Coleta seletiva em Natal: avaliação de implantação sob o ponto de vista da comundade e dos catadores

O crescimento do espaço urbano provoca necessidades de ampliação dos serviços de infra-estrutura na área de saneamento ambiental. Uma das principais preocupações das administrações municipais é o gerenciamento dos resíduos sólidos em face da necessidade crescente de locais para construção de aterros, dos problemas sociais e de saúde associados à disposição inadequada e formação de depósitos clandestinos que geram desconforto para toda a comunidade.
Em Natal, a partir de dezembro de 2003 foi implantado o programa de coleta seletiva porta a porta numa parceria da Prefeitura com Associações de Catadores. Esse programa teve por objetivo minimizar os impactos sociais decorrentes do fechamento do lixão de Cidade Nova, diminuir os custos para a administração municipal na disposição em aterro sanitário e oferecer um destino adequado aos resíduos recicláveis, gerando renda as famílias dos catadores que sobrevivem dessa atividade e prolongando a vida do aterro sanitário da Região Metropolitana e Natal que entrou em operação recentemente.
Este trabalho analisa em dois bairros da cidade de Natal o programa implantado, com relação aos aspectos técnicos e operacionais e de inserção social sob a ótica dos beneficiários diretos desse programa que são a comunidade, privilegiada com o conforto de ter seu material coletado em casa, e os catadores de recicláveis, que tiveram modificado a forma e ambiente de trabalho.

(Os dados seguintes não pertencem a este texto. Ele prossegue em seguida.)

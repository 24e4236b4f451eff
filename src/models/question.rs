// src/models/question.rs

use std::{fmt, path::Path};

use serde::{Deserialize, Serialize};
use validator::Validate;

/// A single multiple-choice question.
///
/// Field names on the wire follow the quiz file format:
/// `{"question": "...", "options": [...], "answer": 2, "image": "sales.png"}`.
#[derive(Debug, Clone, PartialEq, Eq, Serialize, Deserialize, Validate)]
pub struct Question {
    /// The text of the question.
    #[serde(rename = "question")]
    #[validate(length(min = 1, max = 1000))]
    pub text: String,

    /// Options in display order. The position is what a team selects.
    #[validate(custom(function = validate_options))]
    pub options: Vec<String>,

    /// 0-based index of the correct option.
    pub answer: usize,

    /// Illustration shown next to the question. May point to a file that
    /// does not exist; the question is still playable without it.
    #[serde(default, skip_serializing_if = "Option::is_none")]
    pub image: Option<String>,
}

impl Question {
    pub fn new(
        text: impl Into<String>,
        options: &[&str],
        answer: usize,
        image: Option<&str>,
    ) -> Self {
        Self {
            text: text.into(),
            options: options.iter().map(|o| o.to_string()).collect(),
            answer,
            image: image.map(str::to_string),
        }
    }

    pub fn is_correct(&self, option_index: usize) -> bool {
        option_index == self.answer
    }
}

fn validate_options(options: &[String]) -> Result<(), validator::ValidationError> {
    if options.len() < 2 {
        return Err(validator::ValidationError::new("needs_at_least_two_options"));
    }
    for opt in options {
        if opt.trim().is_empty() {
            return Err(validator::ValidationError::new("option_cannot_be_empty"));
        }
        if opt.len() > 500 {
            return Err(validator::ValidationError::new("option_too_long"));
        }
    }
    Ok(())
}

/// DTO for sending a question to the client (excludes the answer key).
#[derive(Debug, Serialize)]
pub struct PublicQuestion {
    /// 1-based position, as shown to the team ("Q3").
    pub number: usize,
    pub question: String,
    pub options: Vec<String>,
    pub image: Option<String>,
}

impl PublicQuestion {
    pub fn from_question(index: usize, question: &Question, image: Option<String>) -> Self {
        Self {
            number: index + 1,
            question: question.text.clone(),
            options: question.options.clone(),
            image,
        }
    }
}

#[derive(Debug)]
pub enum QuestionSetError {
    Empty,
    Invalid { index: usize, reason: String },
    Io(std::io::Error),
    Parse(serde_json::Error),
}

impl fmt::Display for QuestionSetError {
    fn fmt(&self, f: &mut fmt::Formatter<'_>) -> fmt::Result {
        match self {
            QuestionSetError::Empty => write!(f, "question set is empty"),
            QuestionSetError::Invalid { index, reason } => {
                write!(f, "question {} is invalid: {}", index + 1, reason)
            }
            QuestionSetError::Io(e) => write!(f, "failed to read quiz file: {}", e),
            QuestionSetError::Parse(e) => write!(f, "failed to parse quiz file: {}", e),
        }
    }
}

impl std::error::Error for QuestionSetError {}

impl From<std::io::Error> for QuestionSetError {
    fn from(err: std::io::Error) -> Self {
        QuestionSetError::Io(err)
    }
}

impl From<serde_json::Error> for QuestionSetError {
    fn from(err: serde_json::Error) -> Self {
        QuestionSetError::Parse(err)
    }
}

/// The fixed, ordered list of questions every team plays through.
/// Checked once on construction and never mutated afterwards.
#[derive(Debug, Clone)]
pub struct QuestionSet {
    questions: Vec<Question>,
}

impl QuestionSet {
    pub fn new(questions: Vec<Question>) -> Result<Self, QuestionSetError> {
        if questions.is_empty() {
            return Err(QuestionSetError::Empty);
        }

        for (index, q) in questions.iter().enumerate() {
            if let Err(errors) = q.validate() {
                return Err(QuestionSetError::Invalid {
                    index,
                    reason: errors.to_string(),
                });
            }
            if q.answer >= q.options.len() {
                return Err(QuestionSetError::Invalid {
                    index,
                    reason: format!(
                        "answer index {} out of range for {} options",
                        q.answer,
                        q.options.len()
                    ),
                });
            }
        }

        Ok(Self { questions })
    }

    /// Loads a JSON array of questions from disk.
    pub async fn from_json_file(path: impl AsRef<Path>) -> Result<Self, QuestionSetError> {
        let raw = tokio::fs::read_to_string(path.as_ref()).await?;
        let questions: Vec<Question> = serde_json::from_str(&raw)?;
        Self::new(questions)
    }

    /// The weekly dashboard quiz.
    pub fn builtin() -> Self {
        let questions = vec![
            Question::new(
                "What was our total sales yesterday?",
                &["$1,500", "$2,350", "$3,250", "$2,800"],
                2,
                Some("sales_dashboard.png"),
            ),
            Question::new(
                "Which drink was our top seller yesterday?",
                &["Green Mile", "Iron Man", "Power Shake", "Pick Me Up"],
                2,
                Some("top_seller.png"),
            ),
            Question::new(
                "What is our current waste percentage?",
                &["2%", "4%", "6%", "3.7%"],
                3,
                Some("waste_dashboard.png"),
            ),
            Question::new(
                "Which hour of the day had the lowest number of customers yesterday?",
                &["8–9 AM", "12–1 PM", "3–4 PM", "6–7 PM"],
                2,
                Some("customer_flow.png"),
            ),
            Question::new(
                "What’s our current average ticket size?",
                &["$10.25", "$11.10", "$12.70", "$13.20"],
                2,
                Some("avg_ticket.png"),
            ),
            Question::new(
                "Which item had the highest waste yesterday?",
                &["Bananas", "Spinach", "Almond Milk", "Chicken"],
                0,
                Some("item_waste.png"),
            ),
            Question::new(
                "Which store region had the highest sales last week?",
                &["UK", "Denmark", "France", "Portugal"],
                1,
                Some("region_sales.png"),
            ),
            Question::new(
                "What’s our current upsell success rate?",
                &["12%", "18%", "22%", "28%"],
                2,
                Some("upsell_rate.png"),
            ),
            Question::new(
                "Which smoothie had the **least** sales yesterday?",
                &["Pick Me Up", "Iron Man", "Green Mile", "Go Away Doc"],
                3,
                Some("low_sellers.png"),
            ),
            Question::new(
                "Which day this week had the highest sales so far?",
                &["Monday", "Wednesday", "Thursday", "Friday"],
                3,
                Some("daily_sales.png"),
            ),
        ];

        Self { questions }
    }

    pub fn len(&self) -> usize {
        self.questions.len()
    }

    pub fn is_empty(&self) -> bool {
        self.questions.is_empty()
    }

    pub fn get(&self, index: usize) -> Option<&Question> {
        self.questions.get(index)
    }

    pub fn iter(&self) -> impl Iterator<Item = &Question> {
        self.questions.iter()
    }
}

#[cfg(test)]
mod tests {
    use super::*;

    #[test]
    fn test_builtin_set_is_valid() {
        let builtin = QuestionSet::builtin();
        assert_eq!(builtin.len(), 10);
        let checked = QuestionSet::new(builtin.iter().cloned().collect());
        assert!(checked.is_ok());
    }

    #[test]
    fn test_rejects_empty_set() {
        assert!(matches!(QuestionSet::new(vec![]), Err(QuestionSetError::Empty)));
    }

    #[test]
    fn test_rejects_out_of_range_answer() {
        let q = Question::new("Pick one", &["A", "B"], 2, None);
        let err = QuestionSet::new(vec![q]).unwrap_err();
        assert!(matches!(err, QuestionSetError::Invalid { index: 0, .. }));
    }

    #[test]
    fn test_rejects_single_option() {
        let q = Question::new("Pick one", &["A"], 0, None);
        assert!(QuestionSet::new(vec![q]).is_err());
    }

    #[test]
    fn test_rejects_empty_text() {
        let q = Question::new("", &["A", "B"], 0, None);
        assert!(QuestionSet::new(vec![q]).is_err());
    }

    #[test]
    fn test_parses_quiz_file_format() {
        let raw = r#"[
            {"question": "2 + 2?", "options": ["3", "4"], "answer": 1},
            {"question": "Sky?", "options": ["Blue", "Green"], "answer": 0, "image": "images/sky.png"}
        ]"#;
        let questions: Vec<Question> = serde_json::from_str(raw).unwrap();
        let set = QuestionSet::new(questions).unwrap();

        assert_eq!(set.len(), 2);
        assert_eq!(set.get(0).unwrap().image, None);
        assert_eq!(set.get(1).unwrap().image.as_deref(), Some("images/sky.png"));
        assert!(set.get(0).unwrap().is_correct(1));
    }

    #[test]
    fn test_public_question_hides_answer() {
        let q = Question::new("2 + 2?", &["3", "4"], 1, None);
        let public = PublicQuestion::from_question(0, &q, None);
        let json = serde_json::to_value(&public).unwrap();

        assert_eq!(json["number"], 1);
        assert!(json.get("answer").is_none());
    }
}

Desde a implantação já foram coletadas 2.327 toneladas até março de 2005 e estão sendo beneficiadas 41 localidades, entre bairros e comunidades da cidade de Natal. Para operacionalizar a coleta seletiva foram capacitados 249 catadores que atualmente estão divididos em três Associações de Catadores e 2 Grupos de Trabalhos autônomos apoiados pela Prefeitura através da URBANA e da Secretaria de Ação Social. Nos bairros onde foi realizado o diagnóstico, 85,8% da população considera a implantação do programa de bom a ótimo e 95% dos catadores preferem estar no programa de coleta seletiva a estar no ambiente inóspito e insalubre de lixão.